• [AIM OF THE EXERCISE]: Report back every line from the entries below in which the word "NotFound" occurs.

• [DATASET RECORDS]:

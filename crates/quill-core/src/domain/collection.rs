use chrono::{NaiveDate, Utc};
use serde::{Deserialize, Serialize};

use super::post::{Comment, NewComment, NewPost, Post, PostPatch, DATE_FORMAT, TIMESTAMP_FORMAT};
use crate::error::DomainError;

/// The full ordered set of posts, persisted as one unit.
///
/// Stored order is append-only insertion order; sorting only ever affects
/// returned views, never this vector.
#[derive(Debug, Clone, Default, Serialize, Deserialize)]
pub struct Collection {
    pub posts: Vec<Post>,
}

impl Collection {
    /// Next post id: `1 + max(existing ids, default 0)`.
    ///
    /// Survives deletions without reusing ids and needs no separately
    /// persisted counter.
    pub fn next_id(&self) -> u64 {
        1 + self.posts.iter().map(|p| p.id).max().unwrap_or(0)
    }

    /// Validates and appends a new post, returning the stored record.
    pub fn insert(&mut self, new: NewPost) -> Result<Post, DomainError> {
        let mut fields = Vec::new();
        let title = required(new.title.as_deref(), "title", &mut fields);
        let content = required(new.content.as_deref(), "content", &mut fields);
        let author = required(new.author.as_deref(), "author", &mut fields);
        let date = match new.date.as_deref() {
            Some(raw) => match parse_date(raw) {
                Ok(date) => Some(date),
                Err(_) => {
                    fields.push("date".to_string());
                    None
                }
            },
            None => Some(Utc::now().date_naive()),
        };

        let (Some(title), Some(content), Some(author), Some(date)) =
            (title, content, author, date)
        else {
            return Err(DomainError::Validation { fields });
        };

        let post = Post {
            id: self.next_id(),
            title,
            content,
            author,
            date,
            likes: 0,
            comments: Vec::new(),
        };
        self.posts.push(post.clone());
        Ok(post)
    }

    /// Linear lookup by id.
    pub fn find(&self, id: u64) -> Option<&Post> {
        self.posts.iter().find(|p| p.id == id)
    }

    /// Partial update. The date is validated before any field is applied so
    /// a malformed date leaves the post entirely unchanged.
    pub fn update(&mut self, id: u64, patch: PostPatch) -> Result<Post, DomainError> {
        let idx = self.position(id)?;
        let date = patch.date.as_deref().map(parse_date).transpose()?;

        let post = &mut self.posts[idx];
        if let Some(title) = patch.title {
            post.title = title;
        }
        if let Some(content) = patch.content {
            post.content = content;
        }
        if let Some(author) = patch.author {
            post.author = author;
        }
        if let Some(date) = date {
            post.date = date;
        }
        Ok(post.clone())
    }

    /// Removes a post, preserving the relative order of the survivors.
    pub fn remove(&mut self, id: u64) -> Result<(), DomainError> {
        let idx = self.position(id)?;
        self.posts.remove(idx);
        Ok(())
    }

    /// Increments and returns the post's like counter.
    pub fn like(&mut self, id: u64) -> Result<u64, DomainError> {
        let idx = self.position(id)?;
        let post = &mut self.posts[idx];
        post.likes += 1;
        Ok(post.likes)
    }

    /// Appends a comment with a sequence-local id and a server timestamp.
    pub fn add_comment(&mut self, id: u64, new: NewComment) -> Result<Comment, DomainError> {
        let idx = self.position(id)?;

        let mut fields = Vec::new();
        let text = required(new.text.as_deref(), "text", &mut fields);
        let author = required(new.author.as_deref(), "author", &mut fields);
        let (Some(text), Some(author)) = (text, author) else {
            return Err(DomainError::Validation { fields });
        };

        let post = &mut self.posts[idx];
        let comment = Comment {
            id: post.comments.len() as u64 + 1,
            text,
            author,
            date: Utc::now().format(TIMESTAMP_FORMAT).to_string(),
        };
        post.comments.push(comment.clone());
        Ok(comment)
    }

    /// The post's comments in insertion order.
    pub fn comments(&self, id: u64) -> Result<&[Comment], DomainError> {
        self.find(id)
            .map(|p| p.comments.as_slice())
            .ok_or(DomainError::NotFound { id })
    }

    fn position(&self, id: u64) -> Result<usize, DomainError> {
        self.posts
            .iter()
            .position(|p| p.id == id)
            .ok_or(DomainError::NotFound { id })
    }
}

/// Trims and returns the value, or records the field as missing.
fn required(value: Option<&str>, name: &str, missing: &mut Vec<String>) -> Option<String> {
    match value.map(str::trim) {
        Some(v) if !v.is_empty() => Some(v.to_string()),
        _ => {
            missing.push(name.to_string());
            None
        }
    }
}

fn parse_date(raw: &str) -> Result<NaiveDate, DomainError> {
    NaiveDate::parse_from_str(raw.trim(), DATE_FORMAT)
        .map_err(|_| DomainError::validation("date"))
}

#[cfg(test)]
mod tests {
    use super::*;

    fn draft(title: &str, content: &str, author: &str) -> NewPost {
        NewPost {
            title: Some(title.to_string()),
            content: Some(content.to_string()),
            author: Some(author.to_string()),
            date: None,
        }
    }

    fn seeded() -> Collection {
        let mut collection = Collection::default();
        collection.insert(draft("First post", "Hello", "Alice")).unwrap();
        collection.insert(draft("Second post", "World", "Bob")).unwrap();
        collection
    }

    #[test]
    fn insert_assigns_max_plus_one() {
        let mut collection = seeded();
        let post = collection.insert(draft("Third", "c", "Carol")).unwrap();
        assert_eq!(post.id, 3);
        assert_eq!(post.likes, 0);
        assert!(post.comments.is_empty());
    }

    #[test]
    fn ids_are_not_reused_after_deletion() {
        let mut collection = seeded();
        collection.insert(draft("Third", "c", "Carol")).unwrap();
        collection.remove(2).unwrap();

        let post = collection.insert(draft("Fourth", "d", "Dave")).unwrap();
        assert_eq!(post.id, 4);

        let mut ids: Vec<u64> = collection.posts.iter().map(|p| p.id).collect();
        assert_eq!(ids, vec![1, 3, 4]);
        ids.dedup();
        assert_eq!(ids.len(), 3);
    }

    #[test]
    fn insert_reports_every_missing_field() {
        let mut collection = Collection::default();
        let err = collection
            .insert(NewPost {
                title: Some("  ".to_string()),
                content: None,
                author: Some("Alice".to_string()),
                date: None,
            })
            .unwrap_err();
        assert_eq!(
            err,
            DomainError::Validation {
                fields: vec!["title".to_string(), "content".to_string()]
            }
        );
        assert!(collection.posts.is_empty());
    }

    #[test]
    fn insert_trims_string_fields() {
        let mut collection = Collection::default();
        let post = collection
            .insert(draft("  Spaced out  ", " body ", "  Alice "))
            .unwrap();
        assert_eq!(post.title, "Spaced out");
        assert_eq!(post.content, "body");
        assert_eq!(post.author, "Alice");
    }

    #[test]
    fn insert_defaults_date_to_today() {
        let mut collection = Collection::default();
        let post = collection.insert(draft("Today", "b", "A")).unwrap();
        assert_eq!(post.date, Utc::now().date_naive());
    }

    #[test]
    fn insert_accepts_explicit_date() {
        let mut collection = Collection::default();
        let post = collection
            .insert(NewPost {
                date: Some("2023-06-15".to_string()),
                ..draft("Dated", "b", "A")
            })
            .unwrap();
        assert_eq!(post.date.to_string(), "2023-06-15");
    }

    #[test]
    fn update_applies_only_present_fields() {
        let mut collection = seeded();
        let updated = collection
            .update(
                1,
                PostPatch {
                    title: Some("Renamed".to_string()),
                    ..PostPatch::default()
                },
            )
            .unwrap();
        assert_eq!(updated.title, "Renamed");
        assert_eq!(updated.content, "Hello");
        assert_eq!(updated.author, "Alice");
    }

    #[test]
    fn update_with_invalid_date_changes_nothing() {
        let mut collection = seeded();
        let before = collection.find(1).unwrap().clone();

        let err = collection
            .update(
                1,
                PostPatch {
                    title: Some("Should not apply".to_string()),
                    date: Some("2023-13-40".to_string()),
                    ..PostPatch::default()
                },
            )
            .unwrap_err();
        assert_eq!(err, DomainError::validation("date"));

        let after = collection.find(1).unwrap();
        assert_eq!(after.title, before.title);
        assert_eq!(after.date, before.date);
    }

    #[test]
    fn update_missing_post_is_not_found() {
        let mut collection = seeded();
        let err = collection.update(99, PostPatch::default()).unwrap_err();
        assert_eq!(err, DomainError::NotFound { id: 99 });
    }

    #[test]
    fn remove_preserves_relative_order() {
        let mut collection = seeded();
        collection.insert(draft("Third", "c", "Carol")).unwrap();
        collection.remove(2).unwrap();
        let ids: Vec<u64> = collection.posts.iter().map(|p| p.id).collect();
        assert_eq!(ids, vec![1, 3]);
    }

    #[test]
    fn like_twice_increments_by_two() {
        let mut collection = seeded();
        let initial = collection.find(1).unwrap().likes;
        collection.like(1).unwrap();
        let likes = collection.like(1).unwrap();
        assert_eq!(likes, initial + 2);
    }

    #[test]
    fn like_missing_post_is_not_found() {
        let mut collection = seeded();
        assert_eq!(
            collection.like(42).unwrap_err(),
            DomainError::NotFound { id: 42 }
        );
    }

    #[test]
    fn comments_on_legacy_post_get_sequential_ids() {
        // A document written before the likes/comments attributes existed.
        let json = r#"{"posts":[{"id":1,"title":"Old","content":"c","author":"A","date":"2020-01-01"}]}"#;
        let mut collection: Collection = serde_json::from_str(json).unwrap();
        assert_eq!(collection.find(1).unwrap().likes, 0);

        let first = collection
            .add_comment(
                1,
                NewComment {
                    text: Some("Nice".to_string()),
                    author: Some("Bob".to_string()),
                },
            )
            .unwrap();
        let second = collection
            .add_comment(
                1,
                NewComment {
                    text: Some("Agreed".to_string()),
                    author: Some("Carol".to_string()),
                },
            )
            .unwrap();
        assert_eq!(first.id, 1);
        assert_eq!(second.id, 2);
        assert_eq!(collection.comments(1).unwrap().len(), 2);
    }

    #[test]
    fn add_comment_reports_missing_text_and_author() {
        let mut collection = seeded();
        let err = collection.add_comment(1, NewComment::default()).unwrap_err();
        assert_eq!(
            err,
            DomainError::Validation {
                fields: vec!["text".to_string(), "author".to_string()]
            }
        );
    }

    #[test]
    fn comments_on_missing_post_is_not_found() {
        let collection = seeded();
        assert_eq!(
            collection.comments(7).unwrap_err(),
            DomainError::NotFound { id: 7 }
        );
    }
}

• [RESULT]:
            .ok_or(DomainError::NotFound { id })
            .ok_or(DomainError::NotFound { id })
        assert_eq!(err, DomainError::NotFound { id: 99 });
            DomainError::NotFound { id: 42 }
            DomainError::NotFound { id: 7 }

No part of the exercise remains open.